> TASK
Given the records below, pull every line with the word "impl" into the answer.

----

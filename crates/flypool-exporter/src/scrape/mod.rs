//! Per-request scrape of all configured accounts.
//!
//! Accounts are fetched one after another in config order. A failing account
//! is reported as down with zeroed statistics and never aborts the others.

use flypool_core::stats::MinerStatistics;

use crate::config::AccountConfig;
use crate::upstream::UpstreamClient;

/// Outcome of scraping one account.
#[derive(Debug, Clone, Default, PartialEq)]
pub struct AccountSample {
    pub up: bool,
    pub stats: MinerStatistics,
}

impl AccountSample {
    /// Account is down; every statistic reads zero.
    pub fn down() -> Self {
        Self::default()
    }
}

/// Fetch and decode one account.
pub async fn scrape_account(client: &UpstreamClient, account: &AccountConfig) -> AccountSample {
    let body = match client.fetch(&account.api_url, &account.account_id).await {
        Ok(body) => body,
        Err(e) => {
            tracing::warn!(
                api_url = %account.api_url,
                account = %account.account_id,
                kind = e.kind().as_str(),
                error = %e,
                "upstream fetch failed"
            );
            return AccountSample::down();
        }
    };

    let stats = MinerStatistics::from_body(&body);
    if !stats.is_ok() {
        tracing::warn!(
            api_url = %account.api_url,
            account = %account.account_id,
            status = %stats.status,
            "Received negative status in JSON response"
        );
        tracing::debug!(body = %body, "upstream body");
        return AccountSample::down();
    }

    AccountSample { up: true, stats }
}

/// Scrape every account sequentially, preserving config order.
pub async fn scrape_all(client: &UpstreamClient, accounts: &[AccountConfig]) -> Vec<AccountSample> {
    let mut samples = Vec::with_capacity(accounts.len());
    for account in accounts {
        samples.push(scrape_account(client, account).await);
    }
    samples
}
//! Strongly-typed ID wrappers for all entity types
//!
//! Using newtype wrappers prevents accidentally mixing up IDs from different
//! entity types at compile time.

use serde::{Deserialize, Serialize};
use std::fmt;
use std::str::FromStr;
use uuid::Uuid;

/// Macro to generate ID newtype wrappers
macro_rules! define_id {
    ($name:ident, $display_prefix:literal) => {
        #[derive(Debug, Clone, Copy, PartialEq, Eq, PartialOrd, Ord, Hash, Serialize, Deserialize)]
        #[serde(transparent)]
        pub struct $name(Uuid);

        impl $name {
            /// Create a new random ID
            pub fn new() -> Self {
                Self(Uuid::new_v4())
            }

            /// Create an ID from an existing UUID
            pub fn from_uuid(uuid: Uuid) -> Self {
                Self(uuid)
            }

            /// Get the underlying UUID
            pub fn as_uuid(&self) -> &Uuid {
                &self.0
            }

            /// Parse an ID from a string
            pub fn parse(s: &str) -> Result<Self, uuid::Error> {
                Ok(Self(Uuid::parse_str(s)?))
            }

            /// Whether the short display form or the full UUID starts with `prefix`
            ///
            /// Lets users refer to an entity by the 8-character form shown in
            /// listings, e.g. `exp-1a2b3c4d`.
            pub fn matches_prefix(&self, prefix: &str) -> bool {
                let prefix = prefix.strip_prefix($display_prefix).unwrap_or(prefix);
                !prefix.is_empty() && self.0.to_string().starts_with(&prefix.to_lowercase())
            }
        }

        impl Default for $name {
            fn default() -> Self {
                Self::new()
            }
        }

        impl fmt::Display for $name {
            fn fmt(&self, f: &mut fmt::Formatter<'_>) -> fmt::Result {
                write!(f, "{}{}", $display_prefix, &self.0.to_string()[..8])
            }
        }

        impl From<Uuid> for $name {
            fn from(uuid: Uuid) -> Self {
                Self(uuid)
            }
        }

        impl FromStr for $name {
            type Err = uuid::Error;

            fn from_str(s: &str) -> Result<Self, Self::Err> {
                // Try to parse the full UUID
                if let Ok(uuid) = Uuid::parse_str(s) {
                    return Ok(Self(uuid));
                }
                // Try stripping common prefixes
                let s = s.strip_prefix($display_prefix).unwrap_or(s);
                Ok(Self(Uuid::parse_str(s)?))
            }
        }
    };
}

define_id!(UserId, "usr-");
define_id!(ExpenseId, "exp-");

----

> ANSWER SPACE
impl AccountSample {
        impl $name {
        impl Default for $name {
        impl fmt::Display for $name {
        impl From<Uuid> for $name {
        impl FromStr for $name {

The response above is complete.